Glutaminase 2 negatively regulates the PI3K/AKT signaling and shows tumor suppression activity in human hepatocellular carcinoma.

作者信息

Liu Juan, Zhang Cen, Lin Meihua, Zhu Wei, Liang Yingjian, Hong Xuehui, Zhao Yuhan, Young Ken H, Hu Wenwei, Feng Zhaohui

机构信息

Department of Radiation Oncology.

出版信息

Oncotarget. 2014 May 15;5(9):2635-47. doi: 10.18632/oncotarget.1862.

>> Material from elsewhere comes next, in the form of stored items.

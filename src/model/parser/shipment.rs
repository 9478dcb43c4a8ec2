// File: ./src/model/parser/shipment.rs
use super::ParseContext;
use super::date::resolve_date;
use crate::model::item::Shipment;
use once_cell::sync::Lazy;
use regex::Regex;

static DATE_SPANS: Lazy<Vec<Regex>> = Lazy::new(|| {
    [
        // "5 ноября", "6-7 ноября", "7 или 10 ноября"
        r"(?i)(\d+(?:\s+или\s+\d+)?(?:-\d+)?\s+[а-яё]+)",
        r"(?i)до\s+(\d+\s+[а-яё]+)",
    ]
    .iter()
    .map(|p| Regex::new(p).unwrap())
    .collect()
});
static ASSEMBLER: Lazy<Regex> = Lazy::new(|| Regex::new(r"\(([^)]+)\)").unwrap());
// Only the keyword is case-insensitive; names must be capitalised.
static INSTALLER: Lazy<Regex> = Lazy::new(|| {
    Regex::new(r"(?i:монтаж)\s+([А-ЯЁ][а-яё]+(?:\s+\+\s+[А-ЯЁ][а-яё]+)*)(?:\s|$)").unwrap()
});

const SEPARATOR: &str = " - ";

/// One shipment per non-blank line; lines without " - " are skipped.
pub fn parse_shipments(text: &str, ctx: &ParseContext) -> Vec<Shipment> {
    text.lines()
        .map(str::trim)
        .filter(|l| !l.is_empty())
        .filter_map(|l| parse_shipment_line(l, ctx))
        .collect()
}

/// "Проект - дата (сборщик) монтаж Имя [+ Имя]".
///
/// The project is everything before the first " - ". Date, assembler and installer are
/// read from the remainder and are each optional.
pub fn parse_shipment_line(line: &str, ctx: &ParseContext) -> Option<Shipment> {
    let Some((project, rest)) = line.split_once(SEPARATOR) else {
        log::warn!("Shipment line has no \" - \" separator: {}", line);
        return None;
    };
    let project = project.trim();
    let rest = rest.trim();

    let date_text = DATE_SPANS
        .iter()
        .find_map(|re| re.captures(rest).and_then(|c| c.get(1)))
        .map(|m| m.as_str());
    if date_text.is_none() {
        log::debug!("No date in shipment line: {}", rest);
    }

    let mut shipment = Shipment::new(
        project,
        date_text.and_then(|t| resolve_date(t, ctx.reference())),
        ctx.stamp(),
    );
    shipment.assembler = ASSEMBLER
        .captures(rest)
        .map(|c| c[1].trim().to_string())
        .unwrap_or_default();
    shipment.installer = INSTALLER
        .captures(rest)
        .map(|c| c[1].trim().to_string())
        .unwrap_or_default();
    Some(shipment)
}

#[cfg(test)]
mod tests {
    use super::*;
    use chrono::{Local, NaiveDate, TimeZone};

    fn ctx() -> ParseContext {
        ParseContext::at(Local.with_ymd_and_hms(2025, 10, 20, 12, 0, 0).unwrap())
    }

    #[test]
    fn test_missing_separator_skips_line() {
        assert!(parse_shipment_line("Левел 5 ноября", &ctx()).is_none());
    }

    #[test]
    fn test_lowercase_name_is_not_an_installer() {
        let s = parse_shipment_line("Левел - 5 ноября монтаж денис", &ctx()).unwrap();
        assert_eq!(s.installer, "");
        assert_eq!(s.date, NaiveDate::from_ymd_opt(2025, 11, 5));
    }

    #[test]
    fn test_installer_keyword_any_case() {
        let s = parse_shipment_line("Левел - 5 ноября МОНТАЖ Денис", &ctx()).unwrap();
        assert_eq!(s.installer, "Денис");
    }

    #[test]
    fn test_only_first_separator_splits() {
        let s = parse_shipment_line("Левел - кухня - 5 ноября", &ctx()).unwrap();
        assert_eq!(s.project, "Левел");
        assert_eq!(s.date, NaiveDate::from_ymd_opt(2025, 11, 5));
    }
}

DOI:10.18632/oncotarget.1862
PMID:24797434
原文链接:https://pmc.ncbi.nlm.nih.gov/articles/PMC4058033/
Abstract

The tumor suppressor p53 and its signaling pathway play a critical role in tumor prevention. As a direct p53 target gene, the role of glutaminase 2 (GLS2) in tumorigenesis is unclear. In this study, we found that GLS2 expression is significantly decreased in majority of human hepatocellular carcinoma (HCC). Restoration of GLS2 expression in HCC cells inhibits the anchorage-independent growth of cells and reduces the growth of HCC xenograft tumors. Interestingly, we found that GLS2 negatively regulates the PI3K/AKT signaling, which is frequently activated in HCC. Blocking the PI3K/AKT signaling in HCC cells largely abolishes the inhibitory effect of GLS2 on the anchorage-independent cell growth and xenograft tumor growth. The GLS2 promoter is hypermethylated in majority of HCC samples. CpG methylation of GLS2 promoter inhibits GLS2 transcription, whereas reducing the methylation of GLS2 promoter induces GLS2 expression. Taken together, our results demonstrate that GLS2 plays an important role in tumor suppression in HCC, and the negative regulation of PI3K/AKT signaling contributes greatly to this function of GLS2. Furthermore, hypermethylation of GLS2 promoter is an important mechanism contributing to the decreased GLS2 expression in HCC.

摘要

肿瘤抑制因子p53及其信号通路在肿瘤预防中发挥着关键作用。作为p53的直接靶基因,谷氨酰胺酶2(GLS2)在肿瘤发生中的作用尚不清楚。在本研究中,我们发现大多数人类肝细胞癌(HCC)中GLS2的表达显著降低。在HCC细胞中恢复GLS2表达可抑制细胞的非锚定依赖性生长,并减少HCC异种移植瘤的生长。有趣的是,我们发现GLS2负向调节PI3K/AKT信号通路,该信号通路在HCC中经常被激活。阻断HCC细胞中的PI3K/AKT信号通路在很大程度上消除了GLS2对非锚定依赖性细胞生长和异种移植瘤生长的抑制作用。大多数HCC样本中GLS2启动子发生高甲基化。GLS2启动子的CpG甲基化抑制GLS2转录,而降低GLS2启动子的甲基化则诱导GLS2表达。综上所述,我们的结果表明GLS2在HCC的肿瘤抑制中发挥重要作用,PI3K/AKT信号通路的负向调节对GLS2的这一功能有很大贡献。此外,GLS2启动子的高甲基化是导致HCC中GLS2表达降低的重要机制。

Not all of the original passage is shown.